Cette BD sur Marbot aura du mal à couvrir les mémoires de Marbot en seulement 7 volumes et le coup de crayon est ... enfin, il faut s'habituer, à suivre ... et à feuilletter.

 

par Croaaa (chronique bédéthéque)
L'Empire ou sa genèse est abonné au mois de Janvier (Nivôse ou Pluviôse). Après Malet en 2005, voici Marbot cette année. Mais ne vous y trompez pas, seule l'époque reste la même à 15 ans près. Si Malet traitait de la fin du 1er empire, Stéphane Pêtre s'attache à décrire sa genèse en commençant son récit deux mois avant le coup d'état du 18 et 19 Brumaire de l'an VIII (9 et 10 novembre 1799), qui va installer le consulat dont Napoléon Bonaparte sera le 1er consul. Marcelin nous emmène au milieu de la troupe, au sein du 1er Hussard (Régiment de cavalerie créé en 1720 et qui existe encore de nos jours) constitué de soiffards et solides gaillards qui vont lui faire découvrir la vraie vie : celle de l'alcool, du sang et de la gloire. Sans oublier la mort qu'il va rencontrer sur les champs de bataille en taillant en pièces ses ennemis, ceux de la France, et en voyant tomber ses amis et ses proches. Comme l'indique le titre de ce premier tome, il s'agit bien d'instruction ici, mais pas seulement celle que les militaires jugent indispensable pour faire un bon soldat.

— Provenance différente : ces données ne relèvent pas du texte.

//! Band edge optimization and stopband-matched Butterworth order selection.
//!
//! The order formulas of the classical families work on a lowpass prototype
//! whose passband edge is at 1 rad/s. The ratio between the stopband edge and
//! the passband edge of this prototype is called here the natural ratio. For
//! bandstop filters the natural ratio depends on where the passband edges are
//! placed inside their allowed range, so the edges are first moved to the
//! position that minimizes the required order.

use crate::{
    classical::elliptic::{ellipk, ellipkm1},
    error::{InvalidParameter, Result},
    minimize::BoundedMinimizer,
    normalize::{NormalizedSpec, prewarp, unwarp},
    types::{DesignResult, Domain, Edges},
};
use itertools::{Itertools, MinMaxResult};
use num_traits::{Float, FloatConst};

/// Shape of a filter as seen by the order formulas.
///
/// This is a coarser classification than [`FilterKind`](crate::FilterKind):
/// single edges with `wp >= ws` (which includes the allpass case) are treated
/// as highpass, and pairs are told apart by the first edges only.
#[derive(Debug, Copy, Clone, Eq, PartialEq, Hash)]
pub enum FilterShape {
    /// Single edges with `wp < ws`.
    Lowpass,
    /// Single edges with `wp >= ws`.
    Highpass,
    /// Pairs with `wp0 < ws0`.
    Bandstop,
    /// Pairs with `wp0 >= ws0`.
    Bandpass,
}

impl FilterShape {
    /// Determines the shape of a pair of passband and stopband edges.
    pub fn of<T: Float>(passband: &Edges<T>, stopband: &Edges<T>) -> FilterShape {
        let below = passband.first() < stopband.first();
        match (passband.is_pair(), below) {
            (false, true) => FilterShape::Lowpass,
            (false, false) => FilterShape::Highpass,
            (true, true) => FilterShape::Bandstop,
            (true, false) => FilterShape::Bandpass,
        }
    }
}

/// Order formula that is minimized when optimizing bandstop edges.
#[derive(Debug, Copy, Clone, Eq, PartialEq, Hash)]
pub enum OrderObjective {
    /// Butterworth order formula.
    Butterworth,
    /// Chebyshev order formula (shared by types I and II).
    Chebyshev,
    /// Elliptic order formula.
    Elliptic,
}

impl OrderObjective {
    /// Returns the non-integer order that a filter with natural ratio `nat`
    /// needs to meet the attenuations `gpass` and `gstop` (in dB).
    pub fn order<T: Float + FloatConst>(self, nat: T, gpass: T, gstop: T) -> T {
        let excess = AttenuationExcess::new(gpass, gstop);
        match self {
            OrderObjective::Butterworth => {
                (excess.stop / excess.pass).log10() / (T::from(2.0).unwrap() * nat.log10())
            }
            OrderObjective::Chebyshev => (excess.stop / excess.pass).sqrt().acosh() / nat.acosh(),
            OrderObjective::Elliptic => {
                let m0 = (nat * nat).recip();
                let m1 = excess.pass / excess.stop;
                ellipk(m0) * ellipkm1(m1) / (ellipkm1(m0) * ellipk(m1))
            }
        }
    }
}

// GPASS - 1 and GSTOP - 1, with G = 10^(0.1 |g|).
#[derive(Debug, Copy, Clone)]
pub(crate) struct AttenuationExcess<T> {
    pub pass: T,
    pub stop: T,
}

impl<T: Float> AttenuationExcess<T> {
    pub fn new(gpass: T, gstop: T) -> AttenuationExcess<T> {
        let excess = |g: T| T::from(10.0).unwrap().powf(T::from(0.1).unwrap() * g.abs()) - T::one();
        AttenuationExcess {
            pass: excess(gpass),
            stop: excess(gstop),
        }
    }
}

/// Natural ratio of a specification, together with the passband edges it was
/// computed with.
#[derive(Debug, Copy, Clone, PartialEq)]
pub struct NaturalRatio<T> {
    /// Ratio between the stopband and passband edges of the lowpass
    /// prototype.
    pub nat: T,
    /// Passband edges. These differ from the input edges only for bandstop
    /// filters, whose edges are optimized.
    pub passband: Edges<T>,
}

// Natural ratio of a bandstop filter for given passband edges, minimized over
// both stopband edges.
fn bandstop_nat<T: Float>(p0: T, p1: T, stopband: &Edges<T>) -> T {
    stopband
        .to_vec()
        .into_iter()
        .map(|s| (s * (p0 - p1) / (s * s - p0 * p1)).abs())
        .fold(T::infinity(), T::min)
}

/// Band edge optimizer.
///
/// This implements the computation of the natural ratio for all the filter
/// shapes, including the optimization of bandstop passband edges, and the
/// Butterworth order selection that meets the stopband attenuation exactly.
#[derive(Debug, Copy, Clone, PartialEq)]
pub struct BandEdgeOptimizer<T> {
    minimizer: BoundedMinimizer<T>,
    bracket_epsilon: T,
}

impl<T: Float + FloatConst> BandEdgeOptimizer<T> {
    /// Creates a band edge optimizer.
    ///
    /// The arguments are the absolute tolerance and maximum number of
    /// objective evaluations of the bounded minimization, and the gap left
    /// between each search bracket and the stopband edge.
    pub fn new(xatol: T, max_evaluations: usize, bracket_epsilon: T) -> BandEdgeOptimizer<T> {
        BandEdgeOptimizer {
            minimizer: BoundedMinimizer::new(xatol, max_evaluations),
            bracket_epsilon,
        }
    }

    /// Computes the natural ratio of pre-warped edges.
    ///
    /// For bandstop shapes, the first passband edge is searched in
    /// `[wp0, ws0 - eps]` and then the second in `[ws1 + eps, wp1]`, each
    /// minimizing `objective`. The natural ratio is the smallest over the
    /// stopband edges.
    pub fn natural_ratio(
        &self,
        passband: Edges<T>,
        stopband: Edges<T>,
        gpass: T,
        gstop: T,
        objective: OrderObjective,
    ) -> Result<NaturalRatio<T>> {
        let shape = FilterShape::of(&passband, &stopband);
        let (nat, passband) = match (shape, passband, stopband) {
            (FilterShape::Lowpass, Edges::Single(p), Edges::Single(s)) => (s / p, passband),
            (FilterShape::Highpass, Edges::Single(p), Edges::Single(s)) => (p / s, passband),
            (FilterShape::Bandstop, Edges::Pair(p0, p1), Edges::Pair(s0, s1)) => {
                let eps = self.bracket_epsilon;
                let order =
                    |p0: T, p1: T| objective.order(bandstop_nat(p0, p1, &stopband), gpass, gstop);
                let p0 = self.minimizer.minimize(|x| order(x, p1), p0, s0 - eps)?.x;
                let p1 = self.minimizer.minimize(|x| order(p0, x), s1 + eps, p1)?.x;
                tracing::debug!(
                    p0 = ?p0.to_f64(),
                    p1 = ?p1.to_f64(),
                    "optimized bandstop passband edges"
                );
                (bandstop_nat(p0, p1, &stopband), Edges::Pair(p0, p1))
            }
            (FilterShape::Bandpass, Edges::Pair(p0, p1), _) => {
                let nat = stopband
                    .to_vec()
                    .into_iter()
                    .map(|s| ((s * s - p0 * p1) / (s * (p0 - p1))).abs())
                    .fold(T::infinity(), T::min);
                (nat, passband)
            }
            _ => return Err(InvalidParameter::ShapeMismatch.into()),
        };
        Ok(NaturalRatio { nat, passband })
    }

    /// Butterworth order selection with exact attenuation at the stopband
    /// edge.
    ///
    /// The order is the smallest that meets the specification, as in the
    /// usual passband-matched selection, but the critical frequency is
    /// placed so that the response is exactly `-gstop` dB at the stopband
    /// edge. This leaves all the excess attenuation margin in the passband.
    ///
    /// If the specification is degenerate (the natural ratio is one, for
    /// instance for an allpass), the result has order zero and the critical
    /// frequency is computed with a prototype cutoff of one.
    pub fn stopband_matched(&self, spec: &NormalizedSpec<T>) -> Result<DesignResult<T>> {
        let (gpass, gstop) = check_attenuations(spec)?;
        let (passband, stopband) = working_edges(spec);
        let shape = FilterShape::of(&passband, &stopband);
        let ratio = self.natural_ratio(
            passband,
            stopband,
            gpass,
            gstop,
            OrderObjective::Butterworth,
        )?;
        let order = order_from_quotient(OrderObjective::Butterworth.order(ratio.nat, gpass, gstop));
        let w0 = match order {
            Some(order) => {
                let excess = AttenuationExcess::new(gpass, gstop);
                let order = T::from(order).unwrap();
                ratio.nat / excess.stop.powf((order + order).recip())
            }
            None => T::one(),
        };
        let wn = prototype_to_edges(w0, shape, &ratio.passband);
        Ok(finish(order.unwrap_or(0), wn, spec.domain()))
    }
}

/// Checks that `0 < gpass < gstop` and returns both attenuations.
pub(crate) fn check_attenuations<T: Float>(spec: &NormalizedSpec<T>) -> Result<(T, T)> {
    let gpass = spec.passband_attenuation();
    let gstop = spec.stopband_attenuation();
    if gpass > T::zero() && gpass < gstop {
        Ok((gpass, gstop))
    } else {
        Err(InvalidParameter::AttenuationOrder.into())
    }
}

// Pre-warps the edges of digital specifications.
pub(crate) fn working_edges<T: Float + FloatConst>(
    spec: &NormalizedSpec<T>,
) -> (Edges<T>, Edges<T>) {
    match spec.domain() {
        Domain::Analog => (spec.passband(), spec.stopband()),
        Domain::Digital => (spec.passband().map(prewarp), spec.stopband().map(prewarp)),
    }
}

// Undoes the pre-warping of digital critical frequencies.
pub(crate) fn finish<T: Float + FloatConst>(
    order: usize,
    wn: Edges<T>,
    domain: Domain,
) -> DesignResult<T> {
    let wn = match domain {
        Domain::Analog => wn,
        Domain::Digital => wn.map(unwarp),
    };
    tracing::debug!(order, wn = ?wn.map(|w| w.to_f64()), "selected order");
    DesignResult { order, wn }
}

/// Rounds up a non-integer order.
///
/// A quotient that is not a finite positive number gives `None` and emits a
/// warning. This is the degenerate case, in which the passband and stopband
/// edges of the prototype coincide. A finite quotient too large for `usize`
/// saturates to `usize::MAX`, also with a warning.
pub(crate) fn order_from_quotient<T: Float>(quotient: T) -> Option<usize> {
    if !(quotient.is_finite() && quotient > T::zero()) {
        tracing::warn!("order is zero: the passband and stopband edges are too close together");
        return None;
    }
    let order = quotient.ceil().to_usize().unwrap_or_else(|| {
        tracing::warn!(
            quotient = ?quotient.to_f64(),
            "order does not fit in usize: saturating"
        );
        usize::MAX
    });
    Some(order)
}

/// Maps the critical frequency `w0` of the lowpass prototype to the
/// pre-warped critical frequency of a filter with the given shape and
/// passband edges.
pub(crate) fn prototype_to_edges<T: Float>(
    w0: T,
    shape: FilterShape,
    passband: &Edges<T>,
) -> Edges<T> {
    let two = T::from(2.0).unwrap();
    match (shape, *passband) {
        (FilterShape::Lowpass, Edges::Single(p)) => Edges::Single(w0 * p),
        (FilterShape::Highpass, Edges::Single(p)) => Edges::Single(p / w0),
        (FilterShape::Bandstop, Edges::Pair(p0, p1)) => {
            let bw = p1 - p0;
            let d = (bw * bw + T::from(4.0).unwrap() * w0 * w0 * p0 * p1).sqrt();
            sorted_abs((bw + d) / (two * w0), (bw - d) / (two * w0))
        }
        (FilterShape::Bandpass, Edges::Pair(p0, p1)) => {
            let bw = p1 - p0;
            let edge = |w: T| -w * bw / two + (w * w / T::from(4.0).unwrap() * bw * bw + p0 * p1).sqrt();
            sorted_abs(edge(-w0), edge(w0))
        }
        _ => unreachable!("filter shape does not match the passband edges"),
    }
}

fn sorted_abs<T: Float>(a: T, b: T) -> Edges<T> {
    let MinMaxResult::MinMax(lo, hi) = [a.abs(), b.abs()].into_iter().minmax() else {
        unreachable!("minmax of two elements")
    };
    Edges::Pair(lo, hi)
}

A 17 ans, Marcelin va quitter l'adolescence pour plonger à corps perdu dans une maturité d'adulte à une vitesse propre aux temps de guerre. Son destin commence à se tracer, avec des rencontres qui ne sauraient être inutiles et fortuites.
Stéphane Pêtre a l'art de marier humour, légèreté de ton et gravité des situations pour offrir une ambiance pleine de justesse et d'équilibre. Les personnages (hormis Bonaparte et d'autres généraux croisés au fil des pages) sont beaux, charismatiques et marqué du sceau de l'authenticité historique : s'ils n'ont existé, ils auraient pu. Alliées au trait vif et ciselé qui caractérise le dessin et assure une dynamique des personnages proche du réel, les couleurs donnent un ton chaud et gai à l'ensemble.

Marbot permet de se promener dans ces temps tourmentés de l'après-révolution au au coté d'un jeune homme plein de promesses, d'ambition et d'entrain, tout en révisant notre histoire. Allions plaisir et culture.